What do you wish you’d known before you started dancing?
I wish I had known how to better block out negativity and critical comments. No matter how strong you are or how confident you are with your dancing and what you know is good, it’s really tough to not be affected, because people give their opinions so freely and so carelessly. I look at myself as a student in ballet and I’m envious of where my head was back then. It was so much fun. Now I think it’s the different experiences that help you get back in touch with those feelings.
On whom do you have a dancing crush?
Roberto Bolle is my dream partner. I think he’s every female dancer’s dream partner! He’s like a man-god. My friend and I have a WhatsApp chain where we just send each other pictures of his abs or his biceps.
What was your most memorable survival job?
I worked for American Apparel for, like, one day a week. It was my outlet to normal people! Within the ballet world, especially in a professional context, it’s very closed off and insular. It was nice to be with a group who knew nothing about ballet.
In an alternate universe in which you aren’t a dancer, what would you be doing?
Probably driving monster trucks. I was also thinking, people call me “White Chocolate” on the court because I’m pretty good at basketball—kind of, not really.

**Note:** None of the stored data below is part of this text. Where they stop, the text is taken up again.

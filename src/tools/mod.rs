//! FoodSaver Tools module
//!
//! Plain functions behind the MCP tools. Mutations go through `Pantry`;
//! read-only views take a borrowed `InventoryStore`.

pub mod analytics;
pub mod pantry;
pub mod recipes;
pub mod status;

pub use pantry::{Pantry, PantryError, PantryResult};
//! Utility to record every expired pantry item as waste
//!
//! Meant for a daily cron job so waste shows up in analytics even when
//! nobody marks expired items by hand.

use chrono::Local;
use tracing_subscriber::EnvFilter;

use foodsaver::config::Config;
use foodsaver::db::Database;
use foodsaver::tools::Pantry;

fn main() -> Result<(), Box<dyn std::error::Error>> {
    tracing_subscriber::fmt()
        .with_env_filter(EnvFilter::from_default_env().add_directive("foodsaver=info".parse()?))
        .with_writer(std::io::stderr)
        .init();

    let config = Config::from_env()?;
    println!("Database path: {}", config.database_path.display());

    let database = Database::open(&config.database_path)?;
    let mut pantry = Pantry::load(database, config.scoring_policy)?;
    let result = pantry.sweep_expired(Local::now().naive_local())?;

    if result.events.is_empty() {
        println!("No expired items.");
        return Ok(());
    }

    for event in &result.events {
        println!(
            "  Wasted: {} ({} {}) - ${:.2}",
            event.item_name, event.quantity, event.unit, event.value
        );
    }
    println!(
        "Recorded {} expired item(s) as waste, ${:.2} total",
        result.items_wasted, result.total_value
    );

    Ok(())
}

But I wish I was! I used to play when I was little, until seventh grade. I was so short. People would hit me and knock me down. I broke my wrist, my fingers, pulled my tendons. They called me “the Scrapper” because I’d try so hard next to these girls who had already hit puberty. Probably for the better [that I stopped playing]: I don’t have the muscle mass!
How do you typically prepare for an audition?
I record my lines and the other person’s lines and listen to it a bunch of times—even when I’m driving! I make sure I know my lines inside and out. When I feel comfortable with the words and I don’t have to think about them it’s so much easier to act and be present in the moment and feel that you are that character. With pilot season it’s hard to memorize so many lines, but it makes all the difference.
For dance auditions, you don’t come with a prepared script, you just come with your instrument as prepared as possible. Just keep with the work [of your craft] before you’re in the hot seat.
What’s your go-to audition song?
Right now I’ve been listening to a lot of Hall and Oates. I feel like songs are like perfume. If you overuse them at a stressful period in your life, you can’t ever go back and reuse them, so I have to be careful not to overuse so it doesn’t remind of that one horrible audition or something!
What is your worst audition story?
Ah! There was one for “La La Land” [due in theaters December 2016, starring Emma Stone with Ryan Gosling], and I went in having lines prepared. I sat in the waiting room and they were behind schedule so I sat there for about an hour and a half. I knew the audition was going to be hard, but I felt I was set. [The CD] calls me in and starts reading off other lines. And I was thinking, Oh my God! Do I have the wrong sides? First I was embarrassed, then she was really mad, and I was delirious from waiting for so long. She told me to go back out for a few minutes and memorize the script. I went back in the room having barely given them a read. In retrospect it’s funny, but it was a really bad audition.
Which of your performances has left a lasting mark on you?
When I was dancing with the Mariinsky in Russia, a new choreographer set a new ballet and we took it to Italy. It was based on Oscar Wilde’s “Salome.” I played Salome, and it was such a crazy experience to have something created for you and choreography made for your body. Because it was so complex a character, it was an emotional experience to play it on stage. At the end she’s killed and I had an experience on stage that was definitely like an out-of-body experience. I cried and it shook me up so hard it took me some hours to recover from it. Those moments don’t happen all the time, but when they do, as a performer, it’s like, This is why I do this!